City Set to Test Speed Cushions

The following article appeared in the August 28 edition of the Guelph Tribune:

The city is planning to test a new type of traffic calming device as part of ongoing efforts to reduce speeds and decrease the amount of traffic short-cutting through neighbourhoods.

“Speed cushions,” which recently came onto the market, are made of rubberized material and are temporarily attached to the road surface. They’re similar to speed humps, but are designed to have less impact on larger vehicles such as fire trucks and on the response times of emergency vehicles, a new city hall staff report says.

The devices will be placed early this fall on Cassino Avenue at four spots between Victoria Road and Stevenson Street. They are not suitable for winter use in this climate, so they’ll be temporarily removed for the winter months and replaced in the spring.

Staff plan to report to council on the results of the pilot project in early 2008. Until then, they’ll monitor the impact that the speed cushions have on traffic speeds and volume on Cassino. They’ll also get feedback from residents and city departments.

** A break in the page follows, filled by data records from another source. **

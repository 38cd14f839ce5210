//! Reconciliation engine: maps verified provider events to atomic store
//! transitions.
//!
//! One state machine for every webhook delivery. Each event type carries
//! its own precondition; preconditions are written to hold under
//! redelivery and arbitrary arrival order, so the engine never assumes the
//! provider delivers exactly once or in sequence.

use std::sync::Arc;

use chrono::Utc;

use crate::error::GatewayError;
use crate::ingress::{EventRecord, ProviderEvent};
use crate::persistence::{ApplyOutcome, EventEffect, PledgeStore};

/// Applies provider events to the store, exactly once per event id.
#[derive(Debug, Clone)]
pub struct ReconciliationService {
    store: Arc<dyn PledgeStore>,
}

impl ReconciliationService {
    /// Creates a new `ReconciliationService`.
    #[must_use]
    pub fn new(store: Arc<dyn PledgeStore>) -> Self {
        Self { store }
    }

    /// Processes one verified event: claims its id in the idempotency
    /// ledger and applies the transition it maps to, atomically.
    ///
    /// Every outcome other than a datastore failure is acknowledged to the
    /// provider; duplicates, missing targets, and amount anomalies must not
    /// trigger redelivery since they are already durably resolved.
    ///
    /// # Errors
    ///
    /// Returns [`GatewayError::Datastore`] on storage failure; the webhook
    /// handler surfaces it as 5xx so the provider redelivers.
    pub async fn process(
        &self,
        record: EventRecord,
        event: ProviderEvent,
    ) -> Result<ApplyOutcome, GatewayError> {
        let now = Utc::now();

        let effect = match event {
            ProviderEvent::CheckoutSessionCompleted {
                session_id,
                payment_intent_id,
                challenge_id,
            } => EventEffect::AttachSessionIdentifiers {
                challenge_id,
                session_id,
                payment_intent_id,
            },
            ProviderEvent::PaymentSucceeded {
                payment_intent_id,
                challenge_id,
                amount_minor,
            } => EventEffect::ConfirmPayment {
                challenge_id,
                payment_intent_id,
                reported_amount_minor: amount_minor,
                received_at: now,
            },
            ProviderEvent::PaymentFailed { payment_intent_id } => EventEffect::FailPayment {
                payment_intent_id,
                received_at: now,
            },
            ProviderEvent::CheckoutSessionExpired { session_id } => EventEffect::ExpireSession {
                session_id,
                received_at: now,
            },
            ProviderEvent::Unknown { ref event_type } => {
                tracing::info!(
                    event_type = %event_type,
                    event_id = %record.event_id,
                    "unhandled event type"
                );
                EventEffect::RecordOnly
            }
        };

        let outcome = self.store.claim_and_apply(&record, effect).await?;

        match outcome {
            ApplyOutcome::Applied => {
                tracing::info!(
                    event_id = %record.event_id,
                    event_type = %record.event_type,
                    "event applied"
                );
            }
            ApplyOutcome::Duplicate => {
                tracing::debug!(event_id = %record.event_id, "duplicate event acknowledged");
            }
            ApplyOutcome::TargetMissing => {
                tracing::warn!(
                    event_id = %record.event_id,
                    event_type = %record.event_type,
                    "no matching transaction for event"
                );
            }
            ApplyOutcome::AmountMismatch {
                stored_minor,
                reported_minor,
            } => {
                // Security-relevant: suspected tampering or partial payment.
                tracing::warn!(
                    event_id = %record.event_id,
                    stored_minor,
                    reported_minor,
                    "reported amount disagrees with stake; transaction forced to failed"
                );
            }
        }

        Ok(outcome)
    }
}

The city’s operations department decided to try the devices after being approached in July by a group of Cassino residents eager for some sort of interim traffic calming measures on their street while they wait for a formal traffic management review. Cassino is currently fifth on a waiting list for such a review, and a review isn’t scheduled for it
until late 2008.

City council adopted a traffic neighbourhood management policy in 1998, the same year that speed humps were put on Dufferin Street – which remains the only street in Guelph where they are used.

The policy has been revised several times. At one time, as an interim measure, all-way stop controls were installed on several streets waiting for a formal review. However, the use of all-way stops as an interim measure was removed from the city’s policy in January 2006, when some changes were made to the policy to streamline the process and improve
community involvement.

In May 2005, council narrowly voted to keep speed humps and other so-called “vertical” traffic calming measures in the neighbourhood traffic management policy. By a 7-6 vote, it rejected a committee recommendation to eliminate all vertical measures – which some people with disabilities view these measures as barriers – from the policy. Public concerns about traffic safety are increasing, as is the popularity of traffic calming, says the new staff report.

However, public processes under the city’s policy take a long time, and the report says nine residential areas in Guelph are either actively engaged in such a process or waiting to undertake one. Staff are finishing three public consultation processes and are working on
establishing a traffic management plan for a fourth neighbourhood. Meanwhile, five streets are waiting for reviews to start, with Cassino at the bottom of the list.